(Work order) Pull every line with "batches" from the entries below.

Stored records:
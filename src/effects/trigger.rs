//! Effect activation conditions.

use serde::{Deserialize, Deserializer, Serialize};
use serde_json::Value;

use crate::config::DecodeOptions;
use crate::error::ModelError;
use crate::vocab::{EffectTrigger, ReactionType, TalentType};

use super::record::{deserialize_record, FieldReader};

/// When an effect becomes eligible to activate.
///
/// All parts are optional. A trigger without a kind describes an
/// effect that is always active or passively attached; interpreting
/// that is left to the rules engine.
#[derive(Clone, Copy, Debug, Default, PartialEq, Eq, Hash, Serialize)]
pub struct Trigger {
    #[serde(rename = "type")]
    pub kind: Option<EffectTrigger>,
    pub talent: Option<TalentType>,
    pub reaction: Option<ReactionType>,
}

impl Trigger {
    /// Wire fields of a trigger record.
    pub const FIELDS: &'static [&'static str] = &["type", "talent", "reaction"];

    /// A trigger firing on `kind`.
    #[must_use]
    pub const fn on(kind: EffectTrigger) -> Self {
        Self {
            kind: Some(kind),
            talent: None,
            reaction: None,
        }
    }

    /// Restrict to a talent kind.
    #[must_use]
    pub fn with_talent(mut self, talent: TalentType) -> Self {
        self.talent = Some(talent);
        self
    }

    /// Restrict to an elemental reaction.
    #[must_use]
    pub fn with_reaction(mut self, reaction: ReactionType) -> Self {
        self.reaction = Some(reaction);
        self
    }

    /// True when no trigger kind is set.
    #[must_use]
    pub const fn is_unconditional(&self) -> bool {
        self.kind.is_none()
    }

    /// Decode a trigger record with default options.
    pub fn from_record(record: &Value) -> Result<Self, ModelError> {
        Self::from_record_with(record, &DecodeOptions::default())
    }

    /// Decode a trigger record.
    pub fn from_record_with(record: &Value, options: &DecodeOptions) -> Result<Self, ModelError> {
        let reader = FieldReader::new(record, options)?;
        let trigger = Self {
            kind: reader.opt_wire("type")?,
            talent: reader.opt_wire("talent")?,
            reaction: reader.opt_wire("reaction")?,
        };
        reader.finish(Self::FIELDS)?;
        Ok(trigger)
    }
}

impl<'de> Deserialize<'de> for Trigger {
    fn deserialize<D>(deserializer: D) -> Result<Self, D::Error>
    where
        D: Deserializer<'de>,
    {
        deserialize_record(deserializer, Self::from_record)
    }
}

#[cfg(test)]
mod tests {
    use serde_json::json;

    use super::*;

    #[test]
    fn test_empty_trigger() {
        let trigger = Trigger::from_record(&json!({})).unwrap();
        assert_eq!(trigger, Trigger::default());
        assert!(trigger.is_unconditional());
    }

    #[test]
    fn test_full_trigger_with_alias() {
        let trigger =
            Trigger::from_record(&json!({"type": "skill", "talent": "E", "reaction": "bloom"}))
                .unwrap();
        assert_eq!(
            trigger,
            Trigger::on(EffectTrigger::Skill)
                .with_talent(TalentType::Skill)
                .with_reaction(ReactionType::Bloom)
        );
    }

    #[test]
    fn test_serializes_every_field() {
        let value = serde_json::to_value(Trigger::on(EffectTrigger::End)).unwrap();
        assert_eq!(value, json!({"type": "end", "talent": null, "reaction": null}));
    }

    #[test]
    fn test_unknown_reaction() {
        let err = Trigger::from_record(&json!({"reaction": "fizzle"})).unwrap_err();
        assert_eq!(err, ModelError::unknown_enum("reaction type", "fizzle").at_field("reaction"));
    }
}
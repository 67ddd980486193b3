//! Decode configuration.
//!
//! Callers tune how strictly records are read and how batches react to
//! malformed records. The defaults are lenient field handling and
//! aborting a batch at its first failure.

use serde::{Deserialize, Serialize};

/// What to do with fields a record's shape does not declare.
#[derive(Clone, Copy, Debug, Default, PartialEq, Eq, Serialize, Deserialize)]
#[serde(rename_all = "snake_case")]
pub enum UnknownFields {
    /// Skip them, so richer future input still decodes.
    #[default]
    Ignore,
    /// Fail the record with an `Unrecognized` field error.
    Reject,
}

/// How a batch decode reacts to a malformed record.
#[derive(Clone, Copy, Debug, Default, PartialEq, Eq, Serialize, Deserialize)]
#[serde(rename_all = "snake_case")]
pub enum ErrorPolicy {
    /// Stop at the first malformed record.
    #[default]
    Abort,
    /// Keep going and report every malformed record.
    Collect,
}

/// Options for decoding effect records.
///
/// ## Example
///
/// ```
/// use invokator::{DecodeOptions, UnknownFields, ErrorPolicy};
///
/// let options = DecodeOptions::new().strict().collect_errors();
/// assert_eq!(options.unknown_fields, UnknownFields::Reject);
/// assert_eq!(options.on_error, ErrorPolicy::Collect);
/// ```
#[derive(Clone, Copy, Debug, Default, PartialEq, Eq, Serialize, Deserialize)]
#[serde(default)]
pub struct DecodeOptions {
    /// Handling of undeclared fields.
    pub unknown_fields: UnknownFields,

    /// Batch reaction to malformed records.
    pub on_error: ErrorPolicy,
}

impl DecodeOptions {
    /// Lenient options: unknown fields ignored, batches abort on error.
    #[must_use]
    pub fn new() -> Self {
        Self::default()
    }

    /// Reject fields a record's shape does not declare.
    #[must_use]
    pub fn strict(mut self) -> Self {
        self.unknown_fields = UnknownFields::Reject;
        self
    }

    /// Ignore fields a record's shape does not declare.
    #[must_use]
    pub fn lenient(mut self) -> Self {
        self.unknown_fields = UnknownFields::Ignore;
        self
    }

    /// Report every malformed record in a batch instead of stopping.
    #[must_use]
    pub fn collect_errors(mut self) -> Self {
        self.on_error = ErrorPolicy::Collect;
        self
    }

    /// Stop a batch at its first malformed record.
    #[must_use]
    pub fn abort_on_error(mut self) -> Self {
        self.on_error = ErrorPolicy::Abort;
        self
    }

    /// Whether undeclared fields fail the record.
    #[must_use]
    pub fn rejects_unknown_fields(&self) -> bool {
        self.unknown_fields == UnknownFields::Reject
    }
}
//! The effect model: variants, triggers, dice costs and dispatch.
//!
//! - `Effect`: The closed family of 18 effect variants
//! - `Trigger`: When an effect becomes eligible to activate
//! - `DiceCost`: A number of dice, optionally of one element
//! - `EffectRegistry`: Discriminator-to-variant table, checked on build
//! - `decode` / `encode`: Record conversion through the single dispatch site
//!
//! ## Design Philosophy
//!
//! The model is declarative. It records what an effect is, never what
//! it does at runtime; resolving effects belongs to a rules engine.

mod dice;
mod dispatch;
mod effect;
mod record;
mod registry;
mod trigger;
mod variants;

pub use dice::{DiceCost, DiceList};
pub use dispatch::{decode, decode_with, encode};
pub use effect::Effect;
pub use registry::{EffectRegistry, VariantSpec, VARIANTS};
pub use trigger::Trigger;
pub use variants::{
    AddDiceEffect, AttackEffect, BuffEffect, CardEffect, ClearEffect, DecrementEffect,
    DestroyEffect, DiscountEffect, DrawEffect, EffectVariant, EnergyEffect, ExtendEffect,
    ForceSwitchEffect, HealEffect, InfuseEffect, ReferenceEffect, SummonEffect, SwapEffect,
    SwitchEffect,
};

(Answer for this exercise)
//! Callers tune how strictly records are read and how batches react to
    /// Lenient options: unknown fields ignored, batches abort on error.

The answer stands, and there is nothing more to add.